Predicting and Personalizing; The Future of Ecommerce Marketing

Predictive Analytics in Action 
Have you ever wondered how some brands seem to know exactly what their customers want, sometimes even before they do? It’s not magic, and it’s certainly not businesses eavesdropping on phone conversations. It’s all about predictive analytics. Brands can utilize their first-party data to fine-tune product offerings and marketing strategies to better identify and meet the needs of their customers. While there are multiple ways this can be done, one of the most advanced is what customer data and analytics platform Decile is doing with their AI models. Decile is able to provide marketers with predictive metrics on their customers with limited purchase history. This includes identifying which customers are “most valuable”, defined as those with the highest lifetime value (LTV), as well as what products a customer might purchase next and when based on purchase behavior of similar customers. “This information can be invaluable in properly targeting the right customers with the right message,” says Decile. 

Seeing the Future Clearly
Putting together marketing strategies without the use of predictive analytics is like playing golf with your eyes closed – the chances of a hole in one are slim. Predictive analytics can give brands a clear view of not only the hole, but which club to use to reach it. Utilizing enriched data, which combines buying behavior data of similar customers, along with statistical algorithms and machine learning techniques, brands can now predict what’s going to happen next in their customers’ journey. This helps businesses make smarter decisions, like knowing which products to recommend for a future purchase as well as what kind of marketing messages will have the greatest impact and when to send them.

Cary Lawrence, CEO of Decile stated in a recent Q&A that “leveraging machine learning for predictive models (i.e. High propensity to Purchase, Personas, Predicted LTV) [can] advance the way marketers both acquire and retain their customers. This added layer of sophistication allows marketers to focus on growing profitably, not just growing topline revenue.”

First-party data remains the gold standard of data collection that fuels predictive analytics. It’s transparent and mutually beneficial, unlike third-party cookies, which are on their way out. More and more customers are willing to share their preferences and behaviors with their favorite brands, in exchange for a more personalized shopping experience. Marketers must continue to leverage this opportunity when communicating with customers and keep up their end of the bargain. 

Everyone Has a Persona
In today’s dynamic marketing landscape, understanding your audience is paramount. It’s no longer enough to put customers into broad categories. Crafting a message or product that connects with customers involves delving into their behaviors, preferences, and motivations. 

AI-generated personas leverage first-party data enriched with demographic, psychographic, and behavioral attributes to create a detailed and complete customer profile. The AI processes millions of data points, from purchasing behavior to age, and everything in between, to identify patterns and clusters of similar traits among customers.
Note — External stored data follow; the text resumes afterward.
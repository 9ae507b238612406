use std::sync::Arc;

use super::*;
use crate::embedding::{EmbedderHandle, MiniLmConfig, MockEmbedder};

fn scorer_with(mock: Arc<MockEmbedder>) -> SimilarityScorer {
    SimilarityScorer::new(EmbedderHandle::from_arc(mock))
}

fn stub_scorer() -> SimilarityScorer {
    SimilarityScorer::new(EmbedderHandle::load_eager(MiniLmConfig::stub()).expect("stub loads"))
}

mod cosine_tests {
    use super::*;

    #[test]
    fn test_identical_vectors() {
        let v = [0.3, -0.2, 0.9];
        assert!((cosine_similarity(&v, &v) - 1.0).abs() < 1e-6);
    }

    #[test]
    fn test_orthogonal_vectors() {
        assert_eq!(cosine_similarity(&[1.0, 0.0], &[0.0, 1.0]), 0.0);
    }

    #[test]
    fn test_opposite_vectors() {
        assert!((cosine_similarity(&[1.0, 2.0], &[-1.0, -2.0]) + 1.0).abs() < 1e-6);
    }

    #[test]
    fn test_scale_invariant() {
        let a = [1.0, 2.0, 3.0];
        let b = [10.0, 20.0, 30.0];
        assert!((cosine_similarity(&a, &b) - 1.0).abs() < 1e-6);
    }

    #[test]
    fn test_exact_three_four_five() {
        assert_eq!(cosine_similarity(&[1.0, 0.0], &[3.0, 4.0]), 0.6);
    }

    #[test]
    fn test_exact_seven_tenths() {
        assert_eq!(
            cosine_similarity(&[1.0, 1.0, 1.0, 1.0], &[4.0, 3.0, 0.0, 0.0]),
            0.7
        );
    }

    #[test]
    fn test_degenerate_inputs() {
        assert_eq!(cosine_similarity(&[], &[]), 0.0);
        assert_eq!(cosine_similarity(&[1.0], &[1.0, 0.0]), 0.0);
        assert_eq!(cosine_similarity(&[0.0, 0.0], &[1.0, 0.0]), 0.0);
    }
}

mod score_tests {
    use super::*;

    #[test]
    fn test_empty_side_scores_zero_without_embedding() {
        let mock = Arc::new(MockEmbedder::new(2).with_fallback(vec![1.0, 0.0]));
        let scorer = scorer_with(Arc::clone(&mock));

        assert_eq!(scorer.score("", "anything at all").expect("score"), 0.0);
        assert_eq!(scorer.score("anything at all", "").expect("score"), 0.0);
        assert_eq!(scorer.score("", "").expect("score"), 0.0);
        assert_eq!(mock.calls(), 0);
    }

    #[test]
    fn test_self_similarity_with_stub() {
        let scorer = stub_scorer();
        for text in [
            "A man fights crime in a dark city.",
            "Here's looking at you, kid.",
            "No. I am your father.",
        ] {
            let score = scorer.score(text, text).expect("score");
            assert!((score - 1.0).abs() < 1e-4, "{text}: {score}");
        }
    }

    #[test]
    fn test_score_uses_both_embeddings() {
        let mock = Arc::new(
            MockEmbedder::new(2)
                .with_vector("a", vec![1.0, 0.0])
                .with_vector("b", vec![3.0, 4.0]),
        );
        let scorer = scorer_with(Arc::clone(&mock));

        assert_eq!(scorer.score("a", "b").expect("score"), 0.6);
        assert_eq!(mock.calls(), 2);
    }

    #[test]
    fn test_embedding_failure_propagates() {
        let mock = Arc::new(MockEmbedder::new(2).failing_on("broken"));
        let scorer = scorer_with(mock);

        let err = scorer.score("fine", "broken").expect_err("must fail");
        assert!(matches!(err, ScoringError::Embedding(_)));
    }
}

mod best_match_tests {
    use super::*;

    fn three_way_mock() -> Arc<MockEmbedder> {
        Arc::new(
            MockEmbedder::new(2)
                .with_vector("query", vec![1.0, 0.0])
                .with_vector("weak", vec![1.0, 1.0])
                .with_vector("strong", vec![1.0, 0.1])
                .with_vector("strong twin", vec![1.0, 0.1])
                .with_vector("opposite", vec![-1.0, 0.0]),
        )
    }

    #[test]
    fn test_empty_candidates() {
        let mock = three_way_mock();
        let scorer = scorer_with(Arc::clone(&mock));
        let candidates: Vec<String> = vec![];

        let result = scorer.best_match("query", &candidates).expect("scan");
        assert_eq!(result.best_score, 0.0);
        assert!(result.best_candidate.is_none());
        assert_eq!(mock.calls(), 0);
    }

    #[test]
    fn test_empty_query_matches_nothing() {
        let mock = three_way_mock();
        let scorer = scorer_with(Arc::clone(&mock));

        let result = scorer.best_match("", &["strong", "weak"]).expect("scan");
        assert_eq!(result, MatchResult::empty());
        assert_eq!(mock.calls(), 0);
    }

    #[test]
    fn test_picks_maximum() {
        let scorer = scorer_with(three_way_mock());
        let candidates = ["weak", "strong", "opposite"];

        let result = scorer.best_match("query", &candidates).expect("scan");
        assert_eq!(result.best_candidate, Some(&"strong"));
        assert!(result.best_score > 0.99);
    }

    #[test]
    fn test_query_embedded_once() {
        let mock = three_way_mock();
        let scorer = scorer_with(Arc::clone(&mock));
        let candidates = ["weak", "strong", "opposite", "strong twin"];

        scorer.best_match("query", &candidates).expect("scan");

        let seen = mock.seen();
        assert_eq!(seen.iter().filter(|t| *t == "query").count(), 1);
        assert_eq!(seen[0], "query");
        assert_eq!(mock.calls(), 1 + candidates.len());
    }

    #[test]
    fn test_tie_keeps_first_seen() {
        let scorer = scorer_with(three_way_mock());

        let result = scorer
            .best_match("query", &["strong twin", "strong"])
            .expect("scan");
        assert_eq!(result.best_candidate, Some(&"strong twin"));

        let result = scorer
            .best_match("query", &["strong", "strong twin"])
            .expect("scan");
        assert_eq!(result.best_candidate, Some(&"strong"));
    }

    #[test]
    fn test_best_score_order_independent() {
        let scorer = scorer_with(three_way_mock());

        let forward = scorer
            .best_match("query", &["weak", "strong", "opposite"])
            .expect("scan");
        let reverse = scorer
            .best_match("query", &["opposite", "strong", "weak"])
            .expect("scan");
        assert_eq!(forward.best_score, reverse.best_score);
    }

    #[test]
    fn test_skips_empty_and_missing_candidates() {
        let mock = three_way_mock();
        let scorer = scorer_with(Arc::clone(&mock));
        let candidates = vec![None, Some(String::new()), Some("weak".to_string())];

        let result = scorer.best_match("query", &candidates).expect("scan");
        assert_eq!(result.best_candidate, Some(&Some("weak".to_string())));
        // query + "weak" only
        assert_eq!(mock.calls(), 2);
    }

    #[test]
    fn test_non_positive_scores_never_match() {
        let scorer = scorer_with(three_way_mock());

        let result = scorer
            .best_match("query", &["opposite", "unknown text"])
            .expect("scan");
        assert_eq!(result.best_score, 0.0);
        assert!(!result.has_match());
    }

    #[test]
    fn test_embedding_failure_aborts_scan() {
        let mock = Arc::new(
            MockEmbedder::new(2)
                .with_vector("query", vec![1.0, 0.0])
                .failing_on("broken"),
        );
        let scorer = scorer_with(mock);

        let result = scorer.best_match("query", &["broken"]);
        assert!(matches!(result, Err(ScoringError::Embedding(_))));
    }

    #[test]
    fn test_score_candidates_reports_skips() {
        let scorer = scorer_with(three_way_mock());
        let candidates = vec![Some("strong".to_string()), None];

        let scores = scorer
            .score_candidates("query", &candidates)
            .expect("scores");
        assert_eq!(scores.len(), 2);
        assert!(!scores[0].was_skipped());
        assert!(scores[1].was_skipped());
        assert_eq!(scores[1].value(), 0.0);
        assert_eq!(scores[1].index, 1);
    }

    #[test]
    fn test_match_result_map() {
        let result = MatchResult {
            best_score: 0.8,
            best_candidate: Some("text"),
        };
        let mapped = result.map(str::len);
        assert_eq!(mapped.best_candidate, Some(4));
        assert_eq!(mapped.best_score, 0.8);
    }
}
This modeling goes far beyond the standard grouping of “Google analytics” and allows brands to build and retain a more loyal customer base by speaking more directly to subsets, inform product optimization strategies and drive more personalized marketing campaigns to ultimately help that brand to grow profitably.

Predicting What Will Move the Needle
Sure, understanding your customer is a major part of marketing to them, but even more paramount is learning what will increase their lifetime value (i.e. make them a repeat purchaser, etc). This is especially important when looking at surges of one-time purchasers, says Decile, for instance in the case of a “viral moment.” A Decile customer recently experienced just that, where they had a viral moment on TikTok and experienced the associated surge in purchases for the viral product. While a surge in sales can be great, the brand needed to understand how to turn these new customers into repeat customers. This is where predictive analytics can offer marketers exactly the info they need to capitalize on that viral moment. 

With enriched data and predictive analytics, the brand was able to identify who of these new customers had the highest propensity to repurchase and who of them would most likely be of the highest value. Instead of just target marketing the new customer base in mass, the brand took an individual approach to personalize marketing campaigns to those customers who met those criteria and were able to retain a significant set of these viral buyers. 

When thinking of what will “move the needle”, marketers need to consider things like price sensitivity (should you or should you not offer a customer group a discount), their average purchase frequency (when to target a marketing message), their product affinity (what products they are likely to purchase next), and their channel preference (where a customer wants to be reached). Insights into consumer behavior such as these can drastically improve a marketing program and given the rise in AI and modeling, looking forward at these in a predictive way, versus waiting on historical data, can be the difference between outgrowing the competition and being left in the past.  

Implementing Predictive Analytics into Your Marketing Strategy
It’s not just about gathering data, but about leveraging the right technologies of the future to enrich that data and make it actionable. “More precise and predictive data is the key to personalized marketing and the cornerstone to a well-rounded and successful marketing program. Not all customers are the same and they should not be treated as such by brands,” says Lawerence. The marketer of the future is one that is looking to the future, by properly analyzing data and identifying patterns and common traits among customers to develop better strategies retaining customers. And while more and more marketers are becoming data nerds more than creatives, new and emerging technologies continue to make the job of properly using data just a little bit easier.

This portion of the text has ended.